Dataset extract
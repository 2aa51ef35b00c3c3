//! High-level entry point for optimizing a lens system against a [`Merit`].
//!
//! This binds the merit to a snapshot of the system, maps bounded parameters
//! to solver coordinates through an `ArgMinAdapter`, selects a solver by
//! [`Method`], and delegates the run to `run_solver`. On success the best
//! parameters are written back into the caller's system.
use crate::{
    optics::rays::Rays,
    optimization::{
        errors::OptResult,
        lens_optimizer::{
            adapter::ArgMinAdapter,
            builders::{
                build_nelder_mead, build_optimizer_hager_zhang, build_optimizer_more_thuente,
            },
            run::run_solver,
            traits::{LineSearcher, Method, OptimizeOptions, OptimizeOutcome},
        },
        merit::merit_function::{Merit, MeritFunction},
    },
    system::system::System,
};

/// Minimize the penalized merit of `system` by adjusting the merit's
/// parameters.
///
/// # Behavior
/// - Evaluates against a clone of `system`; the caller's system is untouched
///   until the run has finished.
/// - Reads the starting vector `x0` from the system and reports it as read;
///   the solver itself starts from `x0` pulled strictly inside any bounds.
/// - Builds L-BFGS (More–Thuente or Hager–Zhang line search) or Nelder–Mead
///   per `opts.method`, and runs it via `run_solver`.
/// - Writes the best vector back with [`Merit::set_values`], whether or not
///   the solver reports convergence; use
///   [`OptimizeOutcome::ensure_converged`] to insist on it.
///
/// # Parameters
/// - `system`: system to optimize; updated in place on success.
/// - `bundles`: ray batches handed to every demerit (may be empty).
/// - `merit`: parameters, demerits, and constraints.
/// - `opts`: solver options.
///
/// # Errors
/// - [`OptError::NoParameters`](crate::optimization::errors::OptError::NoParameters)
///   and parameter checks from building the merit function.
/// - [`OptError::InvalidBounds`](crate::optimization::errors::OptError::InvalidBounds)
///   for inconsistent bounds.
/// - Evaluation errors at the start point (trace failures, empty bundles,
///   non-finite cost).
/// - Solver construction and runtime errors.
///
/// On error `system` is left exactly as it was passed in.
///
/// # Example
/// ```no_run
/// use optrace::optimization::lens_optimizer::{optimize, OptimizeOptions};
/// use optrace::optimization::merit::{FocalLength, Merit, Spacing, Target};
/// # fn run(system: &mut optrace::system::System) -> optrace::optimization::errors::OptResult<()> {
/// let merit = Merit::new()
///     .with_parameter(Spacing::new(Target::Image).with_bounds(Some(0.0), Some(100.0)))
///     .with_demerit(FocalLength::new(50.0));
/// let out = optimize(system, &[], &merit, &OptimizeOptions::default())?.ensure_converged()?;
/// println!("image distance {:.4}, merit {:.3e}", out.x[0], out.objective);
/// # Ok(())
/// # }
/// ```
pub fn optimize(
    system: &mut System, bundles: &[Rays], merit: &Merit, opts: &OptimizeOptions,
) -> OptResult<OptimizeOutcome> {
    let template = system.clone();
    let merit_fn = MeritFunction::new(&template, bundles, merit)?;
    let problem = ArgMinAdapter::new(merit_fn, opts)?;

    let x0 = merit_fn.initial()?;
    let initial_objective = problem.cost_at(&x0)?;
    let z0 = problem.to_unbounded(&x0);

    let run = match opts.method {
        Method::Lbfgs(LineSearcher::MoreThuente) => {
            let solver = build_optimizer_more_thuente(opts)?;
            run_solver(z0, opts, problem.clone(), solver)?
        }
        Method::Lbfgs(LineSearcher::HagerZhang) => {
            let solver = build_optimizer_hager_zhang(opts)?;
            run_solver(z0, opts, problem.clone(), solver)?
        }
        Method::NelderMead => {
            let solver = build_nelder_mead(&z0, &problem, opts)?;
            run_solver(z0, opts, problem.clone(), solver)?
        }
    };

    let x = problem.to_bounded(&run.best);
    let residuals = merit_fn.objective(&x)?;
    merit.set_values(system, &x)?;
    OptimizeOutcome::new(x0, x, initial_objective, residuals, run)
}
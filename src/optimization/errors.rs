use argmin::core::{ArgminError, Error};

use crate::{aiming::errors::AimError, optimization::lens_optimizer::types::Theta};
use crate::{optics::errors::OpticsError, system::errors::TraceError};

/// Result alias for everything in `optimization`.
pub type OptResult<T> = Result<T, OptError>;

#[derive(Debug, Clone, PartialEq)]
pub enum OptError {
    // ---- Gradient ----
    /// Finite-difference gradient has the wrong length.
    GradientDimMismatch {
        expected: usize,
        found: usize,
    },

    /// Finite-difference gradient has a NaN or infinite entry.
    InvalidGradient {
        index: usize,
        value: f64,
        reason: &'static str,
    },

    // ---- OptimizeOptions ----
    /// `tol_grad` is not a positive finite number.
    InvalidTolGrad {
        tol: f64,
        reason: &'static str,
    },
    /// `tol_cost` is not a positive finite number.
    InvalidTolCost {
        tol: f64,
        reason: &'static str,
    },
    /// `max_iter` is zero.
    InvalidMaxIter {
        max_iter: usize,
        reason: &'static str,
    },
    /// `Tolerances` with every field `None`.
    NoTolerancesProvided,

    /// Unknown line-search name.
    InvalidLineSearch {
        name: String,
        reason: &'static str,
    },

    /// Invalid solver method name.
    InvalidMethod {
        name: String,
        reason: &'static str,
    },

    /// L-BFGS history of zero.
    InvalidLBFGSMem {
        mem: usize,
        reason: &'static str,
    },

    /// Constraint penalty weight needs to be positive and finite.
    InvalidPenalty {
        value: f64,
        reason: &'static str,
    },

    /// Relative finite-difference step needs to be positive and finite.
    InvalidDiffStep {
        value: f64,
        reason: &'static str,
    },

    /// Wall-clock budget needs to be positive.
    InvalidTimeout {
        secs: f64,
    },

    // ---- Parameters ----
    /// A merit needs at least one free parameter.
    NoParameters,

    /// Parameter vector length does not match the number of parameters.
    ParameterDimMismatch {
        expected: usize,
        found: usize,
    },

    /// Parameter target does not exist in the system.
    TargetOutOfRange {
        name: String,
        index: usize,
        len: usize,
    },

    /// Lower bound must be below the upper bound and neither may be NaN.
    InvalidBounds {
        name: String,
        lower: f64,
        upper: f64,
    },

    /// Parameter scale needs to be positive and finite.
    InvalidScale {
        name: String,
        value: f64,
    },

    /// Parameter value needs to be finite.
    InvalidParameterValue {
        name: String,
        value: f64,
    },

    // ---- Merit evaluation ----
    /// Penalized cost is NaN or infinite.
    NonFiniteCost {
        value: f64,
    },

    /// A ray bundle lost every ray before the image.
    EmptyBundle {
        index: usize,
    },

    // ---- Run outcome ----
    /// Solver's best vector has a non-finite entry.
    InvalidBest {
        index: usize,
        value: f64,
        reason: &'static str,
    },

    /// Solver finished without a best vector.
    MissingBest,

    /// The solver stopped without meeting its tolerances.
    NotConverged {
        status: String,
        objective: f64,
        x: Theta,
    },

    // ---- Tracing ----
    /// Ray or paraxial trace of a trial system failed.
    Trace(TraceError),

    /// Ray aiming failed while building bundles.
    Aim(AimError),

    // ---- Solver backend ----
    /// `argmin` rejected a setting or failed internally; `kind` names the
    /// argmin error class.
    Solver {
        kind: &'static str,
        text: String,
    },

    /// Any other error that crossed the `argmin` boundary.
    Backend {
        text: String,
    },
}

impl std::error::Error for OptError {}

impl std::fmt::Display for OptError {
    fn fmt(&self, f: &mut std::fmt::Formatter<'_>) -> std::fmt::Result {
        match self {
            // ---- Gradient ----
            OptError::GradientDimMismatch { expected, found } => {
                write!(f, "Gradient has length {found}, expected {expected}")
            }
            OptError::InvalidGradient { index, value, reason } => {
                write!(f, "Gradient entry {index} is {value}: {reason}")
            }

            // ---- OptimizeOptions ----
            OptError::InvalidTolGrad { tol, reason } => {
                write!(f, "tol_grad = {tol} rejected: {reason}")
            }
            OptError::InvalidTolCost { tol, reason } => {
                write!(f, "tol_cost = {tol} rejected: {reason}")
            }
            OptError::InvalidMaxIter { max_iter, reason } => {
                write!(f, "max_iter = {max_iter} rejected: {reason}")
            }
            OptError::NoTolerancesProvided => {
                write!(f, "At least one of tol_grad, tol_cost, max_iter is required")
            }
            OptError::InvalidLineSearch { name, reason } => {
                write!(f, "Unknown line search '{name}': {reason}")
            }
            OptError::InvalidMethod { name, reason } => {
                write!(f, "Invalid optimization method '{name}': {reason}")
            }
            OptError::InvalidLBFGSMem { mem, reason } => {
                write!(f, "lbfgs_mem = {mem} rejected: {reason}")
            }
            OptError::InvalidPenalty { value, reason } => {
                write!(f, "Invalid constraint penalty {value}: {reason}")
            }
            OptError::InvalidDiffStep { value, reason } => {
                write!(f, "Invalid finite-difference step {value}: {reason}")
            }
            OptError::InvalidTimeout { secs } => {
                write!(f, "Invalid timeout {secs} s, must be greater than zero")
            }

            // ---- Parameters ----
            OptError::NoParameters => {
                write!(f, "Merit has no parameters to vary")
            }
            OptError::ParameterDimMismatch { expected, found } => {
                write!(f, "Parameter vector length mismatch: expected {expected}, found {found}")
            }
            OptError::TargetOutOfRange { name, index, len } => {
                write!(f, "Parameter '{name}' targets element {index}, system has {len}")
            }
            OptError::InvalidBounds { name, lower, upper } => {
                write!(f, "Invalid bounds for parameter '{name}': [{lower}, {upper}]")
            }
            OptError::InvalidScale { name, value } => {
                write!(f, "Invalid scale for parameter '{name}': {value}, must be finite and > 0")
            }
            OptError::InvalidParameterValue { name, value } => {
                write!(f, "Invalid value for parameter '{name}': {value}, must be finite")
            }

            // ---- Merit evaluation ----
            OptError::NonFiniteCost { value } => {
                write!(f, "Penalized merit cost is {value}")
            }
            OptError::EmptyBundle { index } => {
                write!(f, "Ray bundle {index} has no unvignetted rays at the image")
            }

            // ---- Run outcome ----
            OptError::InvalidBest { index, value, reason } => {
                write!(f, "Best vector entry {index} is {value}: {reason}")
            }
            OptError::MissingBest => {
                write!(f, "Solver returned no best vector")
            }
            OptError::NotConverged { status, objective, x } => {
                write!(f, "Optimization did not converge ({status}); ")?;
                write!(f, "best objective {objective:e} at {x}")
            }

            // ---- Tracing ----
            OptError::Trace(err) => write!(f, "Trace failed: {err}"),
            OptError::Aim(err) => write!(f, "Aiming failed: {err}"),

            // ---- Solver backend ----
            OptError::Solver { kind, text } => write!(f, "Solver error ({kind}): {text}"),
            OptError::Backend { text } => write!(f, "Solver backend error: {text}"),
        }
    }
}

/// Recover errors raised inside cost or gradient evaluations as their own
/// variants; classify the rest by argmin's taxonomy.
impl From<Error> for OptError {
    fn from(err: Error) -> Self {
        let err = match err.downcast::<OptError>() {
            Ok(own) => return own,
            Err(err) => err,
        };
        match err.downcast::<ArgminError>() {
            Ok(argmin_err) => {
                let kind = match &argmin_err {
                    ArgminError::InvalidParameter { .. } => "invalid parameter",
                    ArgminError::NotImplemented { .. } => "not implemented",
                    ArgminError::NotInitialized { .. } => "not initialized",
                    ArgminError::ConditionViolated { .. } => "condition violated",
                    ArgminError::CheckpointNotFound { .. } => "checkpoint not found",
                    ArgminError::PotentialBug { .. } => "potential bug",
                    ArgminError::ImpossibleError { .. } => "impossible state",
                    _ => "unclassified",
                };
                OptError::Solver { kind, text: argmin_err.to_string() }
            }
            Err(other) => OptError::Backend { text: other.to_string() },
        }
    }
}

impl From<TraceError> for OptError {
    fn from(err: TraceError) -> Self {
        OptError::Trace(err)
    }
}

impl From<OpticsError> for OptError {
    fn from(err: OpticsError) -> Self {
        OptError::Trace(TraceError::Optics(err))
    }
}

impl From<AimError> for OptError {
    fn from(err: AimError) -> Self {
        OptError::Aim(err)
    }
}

...

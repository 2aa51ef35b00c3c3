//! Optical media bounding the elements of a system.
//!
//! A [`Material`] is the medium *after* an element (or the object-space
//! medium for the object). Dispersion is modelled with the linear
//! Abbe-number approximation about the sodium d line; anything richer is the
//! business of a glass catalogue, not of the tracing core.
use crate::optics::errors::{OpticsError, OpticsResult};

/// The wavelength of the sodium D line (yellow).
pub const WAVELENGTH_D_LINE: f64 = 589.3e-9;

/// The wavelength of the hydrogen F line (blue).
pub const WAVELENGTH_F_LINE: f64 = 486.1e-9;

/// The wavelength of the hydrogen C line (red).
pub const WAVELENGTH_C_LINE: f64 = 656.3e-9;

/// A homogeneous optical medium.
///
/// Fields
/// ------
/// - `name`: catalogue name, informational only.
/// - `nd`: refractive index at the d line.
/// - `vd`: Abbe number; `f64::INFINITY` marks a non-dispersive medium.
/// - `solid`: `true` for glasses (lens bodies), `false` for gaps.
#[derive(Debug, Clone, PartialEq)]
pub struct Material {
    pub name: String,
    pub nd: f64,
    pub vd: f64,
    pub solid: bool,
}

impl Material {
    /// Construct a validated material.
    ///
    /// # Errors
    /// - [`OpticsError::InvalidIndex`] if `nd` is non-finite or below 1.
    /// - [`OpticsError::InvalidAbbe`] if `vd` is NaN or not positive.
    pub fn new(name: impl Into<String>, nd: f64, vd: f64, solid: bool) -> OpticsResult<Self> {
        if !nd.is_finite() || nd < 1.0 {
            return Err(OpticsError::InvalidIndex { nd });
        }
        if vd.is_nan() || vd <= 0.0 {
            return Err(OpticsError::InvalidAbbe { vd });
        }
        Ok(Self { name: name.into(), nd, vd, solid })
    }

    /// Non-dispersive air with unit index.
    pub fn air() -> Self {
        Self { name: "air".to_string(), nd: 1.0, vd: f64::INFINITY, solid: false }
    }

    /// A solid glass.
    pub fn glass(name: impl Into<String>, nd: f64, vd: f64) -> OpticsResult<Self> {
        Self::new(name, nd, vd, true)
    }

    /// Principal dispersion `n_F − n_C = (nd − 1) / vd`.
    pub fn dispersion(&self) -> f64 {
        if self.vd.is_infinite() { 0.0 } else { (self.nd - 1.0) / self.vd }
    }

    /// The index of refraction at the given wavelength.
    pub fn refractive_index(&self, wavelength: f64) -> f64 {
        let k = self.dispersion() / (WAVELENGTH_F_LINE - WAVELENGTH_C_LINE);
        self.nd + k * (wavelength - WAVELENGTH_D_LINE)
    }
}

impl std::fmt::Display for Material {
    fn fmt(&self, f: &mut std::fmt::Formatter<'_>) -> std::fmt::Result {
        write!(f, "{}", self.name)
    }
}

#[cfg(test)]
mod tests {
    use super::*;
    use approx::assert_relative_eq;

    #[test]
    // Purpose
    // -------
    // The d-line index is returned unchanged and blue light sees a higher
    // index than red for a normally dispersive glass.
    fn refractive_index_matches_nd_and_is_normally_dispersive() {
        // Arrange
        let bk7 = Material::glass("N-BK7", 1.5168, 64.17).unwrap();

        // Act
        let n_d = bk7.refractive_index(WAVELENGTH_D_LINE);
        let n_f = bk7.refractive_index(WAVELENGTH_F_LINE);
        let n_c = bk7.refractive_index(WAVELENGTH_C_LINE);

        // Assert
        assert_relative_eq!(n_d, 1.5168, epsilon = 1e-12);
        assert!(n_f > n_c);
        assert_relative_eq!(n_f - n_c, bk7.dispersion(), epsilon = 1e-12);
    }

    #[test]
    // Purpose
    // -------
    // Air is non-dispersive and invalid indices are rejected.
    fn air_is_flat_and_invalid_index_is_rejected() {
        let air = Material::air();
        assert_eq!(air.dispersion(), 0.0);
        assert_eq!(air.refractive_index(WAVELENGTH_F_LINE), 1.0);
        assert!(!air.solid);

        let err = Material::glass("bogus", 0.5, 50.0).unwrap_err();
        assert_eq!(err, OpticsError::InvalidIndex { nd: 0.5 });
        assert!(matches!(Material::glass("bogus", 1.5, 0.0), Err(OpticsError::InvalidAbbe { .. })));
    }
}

Exercise prompt
All lines in the data above from the one with "must be greater" through the one with "did not converge" must be repeated exactly, and no others.

Result of the exercise
                write!(f, "Invalid timeout {secs} s, must be greater than zero")
            }

            // ---- Parameters ----
            OptError::NoParameters => {
                write!(f, "Merit has no parameters to vary")
            }
            OptError::ParameterDimMismatch { expected, found } => {
                write!(f, "Parameter vector length mismatch: expected {expected}, found {found}")
            }
            OptError::TargetOutOfRange { name, index, len } => {
                write!(f, "Parameter '{name}' targets element {index}, system has {len}")
            }
            OptError::InvalidBounds { name, lower, upper } => {
                write!(f, "Invalid bounds for parameter '{name}': [{lower}, {upper}]")
            }
            OptError::InvalidScale { name, value } => {
                write!(f, "Invalid scale for parameter '{name}': {value}, must be finite and > 0")
            }
            OptError::InvalidParameterValue { name, value } => {
                write!(f, "Invalid value for parameter '{name}': {value}, must be finite")
            }

            // ---- Merit evaluation ----
            OptError::NonFiniteCost { value } => {
                write!(f, "Penalized merit cost is {value}")
            }
            OptError::EmptyBundle { index } => {
                write!(f, "Ray bundle {index} has no unvignetted rays at the image")
            }

            // ---- Run outcome ----
            OptError::InvalidBest { index, value, reason } => {
                write!(f, "Best vector entry {index} is {value}: {reason}")
            }
            OptError::MissingBest => {
                write!(f, "Solver returned no best vector")
            }
            OptError::NotConverged { status, objective, x } => {
                write!(f, "Optimization did not converge ({status}); ")?;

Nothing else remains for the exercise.